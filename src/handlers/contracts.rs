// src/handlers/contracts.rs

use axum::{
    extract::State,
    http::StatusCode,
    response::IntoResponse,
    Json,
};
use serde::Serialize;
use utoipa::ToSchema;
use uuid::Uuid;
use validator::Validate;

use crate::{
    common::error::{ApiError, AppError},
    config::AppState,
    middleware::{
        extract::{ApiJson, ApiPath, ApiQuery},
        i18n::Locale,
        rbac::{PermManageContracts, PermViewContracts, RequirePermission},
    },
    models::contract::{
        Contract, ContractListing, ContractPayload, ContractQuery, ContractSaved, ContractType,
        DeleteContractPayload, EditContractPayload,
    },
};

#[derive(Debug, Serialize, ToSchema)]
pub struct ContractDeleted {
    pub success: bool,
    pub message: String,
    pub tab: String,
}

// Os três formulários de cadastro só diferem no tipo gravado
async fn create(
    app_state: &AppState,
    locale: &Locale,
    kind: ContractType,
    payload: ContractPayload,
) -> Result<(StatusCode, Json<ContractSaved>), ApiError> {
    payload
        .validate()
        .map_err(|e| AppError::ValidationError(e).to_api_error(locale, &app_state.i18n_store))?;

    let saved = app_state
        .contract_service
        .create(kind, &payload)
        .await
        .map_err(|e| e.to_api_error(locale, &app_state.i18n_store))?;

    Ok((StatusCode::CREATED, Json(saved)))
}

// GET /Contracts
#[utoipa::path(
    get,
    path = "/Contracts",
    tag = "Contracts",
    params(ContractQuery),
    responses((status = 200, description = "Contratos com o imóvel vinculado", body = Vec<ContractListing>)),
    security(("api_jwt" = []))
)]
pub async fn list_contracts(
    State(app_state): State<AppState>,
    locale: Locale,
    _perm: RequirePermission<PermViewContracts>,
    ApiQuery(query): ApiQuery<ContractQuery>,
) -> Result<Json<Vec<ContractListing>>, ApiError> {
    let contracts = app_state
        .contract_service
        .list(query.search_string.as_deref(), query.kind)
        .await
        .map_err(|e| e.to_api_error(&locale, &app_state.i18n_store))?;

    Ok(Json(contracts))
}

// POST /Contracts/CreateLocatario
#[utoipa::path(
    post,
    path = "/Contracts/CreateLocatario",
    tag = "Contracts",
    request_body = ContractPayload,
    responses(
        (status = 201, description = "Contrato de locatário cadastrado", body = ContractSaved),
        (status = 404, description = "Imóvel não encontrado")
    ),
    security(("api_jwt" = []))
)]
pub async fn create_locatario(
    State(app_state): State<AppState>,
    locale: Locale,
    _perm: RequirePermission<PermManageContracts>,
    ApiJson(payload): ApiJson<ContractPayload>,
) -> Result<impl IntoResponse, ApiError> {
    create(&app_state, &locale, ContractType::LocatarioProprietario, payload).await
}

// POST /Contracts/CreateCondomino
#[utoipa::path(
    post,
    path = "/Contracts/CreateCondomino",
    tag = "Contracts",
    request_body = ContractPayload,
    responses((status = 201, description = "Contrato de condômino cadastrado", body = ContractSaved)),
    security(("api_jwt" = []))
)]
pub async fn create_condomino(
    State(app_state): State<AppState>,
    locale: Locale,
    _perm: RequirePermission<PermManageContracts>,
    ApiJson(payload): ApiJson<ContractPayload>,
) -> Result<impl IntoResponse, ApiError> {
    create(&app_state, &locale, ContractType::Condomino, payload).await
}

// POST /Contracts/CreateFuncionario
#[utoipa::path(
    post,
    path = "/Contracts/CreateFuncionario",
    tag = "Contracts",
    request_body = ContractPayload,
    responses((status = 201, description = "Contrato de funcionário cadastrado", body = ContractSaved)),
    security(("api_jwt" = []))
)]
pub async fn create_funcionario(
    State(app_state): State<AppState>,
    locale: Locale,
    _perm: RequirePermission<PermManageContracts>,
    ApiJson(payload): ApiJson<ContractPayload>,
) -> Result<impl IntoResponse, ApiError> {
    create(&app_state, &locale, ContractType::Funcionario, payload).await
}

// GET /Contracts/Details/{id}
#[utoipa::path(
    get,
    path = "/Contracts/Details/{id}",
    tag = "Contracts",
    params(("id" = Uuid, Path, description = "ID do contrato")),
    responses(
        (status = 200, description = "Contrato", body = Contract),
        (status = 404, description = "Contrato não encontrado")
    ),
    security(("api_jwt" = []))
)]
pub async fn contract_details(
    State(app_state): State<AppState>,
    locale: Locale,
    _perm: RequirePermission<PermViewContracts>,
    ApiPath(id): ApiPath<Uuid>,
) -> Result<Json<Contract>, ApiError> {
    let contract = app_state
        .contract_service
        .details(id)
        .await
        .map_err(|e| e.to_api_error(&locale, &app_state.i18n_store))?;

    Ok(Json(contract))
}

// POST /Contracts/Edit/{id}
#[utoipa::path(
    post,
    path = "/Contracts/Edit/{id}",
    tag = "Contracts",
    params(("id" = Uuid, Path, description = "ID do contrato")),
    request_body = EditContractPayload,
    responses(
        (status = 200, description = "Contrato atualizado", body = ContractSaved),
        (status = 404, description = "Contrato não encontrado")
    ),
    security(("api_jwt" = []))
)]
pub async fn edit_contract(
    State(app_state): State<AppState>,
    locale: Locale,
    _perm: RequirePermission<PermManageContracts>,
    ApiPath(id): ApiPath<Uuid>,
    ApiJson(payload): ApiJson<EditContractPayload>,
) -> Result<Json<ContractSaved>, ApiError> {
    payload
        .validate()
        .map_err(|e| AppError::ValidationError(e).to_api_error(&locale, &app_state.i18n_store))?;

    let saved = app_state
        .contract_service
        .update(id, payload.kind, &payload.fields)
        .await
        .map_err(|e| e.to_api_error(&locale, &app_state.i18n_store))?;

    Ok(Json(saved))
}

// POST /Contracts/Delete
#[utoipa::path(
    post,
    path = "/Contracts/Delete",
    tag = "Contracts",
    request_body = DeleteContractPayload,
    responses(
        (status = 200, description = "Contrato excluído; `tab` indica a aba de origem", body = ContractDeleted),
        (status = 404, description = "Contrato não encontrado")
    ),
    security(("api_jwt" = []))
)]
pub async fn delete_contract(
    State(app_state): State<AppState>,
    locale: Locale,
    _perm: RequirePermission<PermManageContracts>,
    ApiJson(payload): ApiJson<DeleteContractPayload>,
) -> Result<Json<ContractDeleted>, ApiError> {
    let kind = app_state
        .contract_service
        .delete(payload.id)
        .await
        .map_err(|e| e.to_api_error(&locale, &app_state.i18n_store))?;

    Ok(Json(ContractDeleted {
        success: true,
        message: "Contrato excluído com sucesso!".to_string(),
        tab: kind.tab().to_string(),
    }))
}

- _YOUR ASSIGNMENT_
Please give the number of lines above that include the string "handlers", with nothing added.

- _TASK RESULT_
2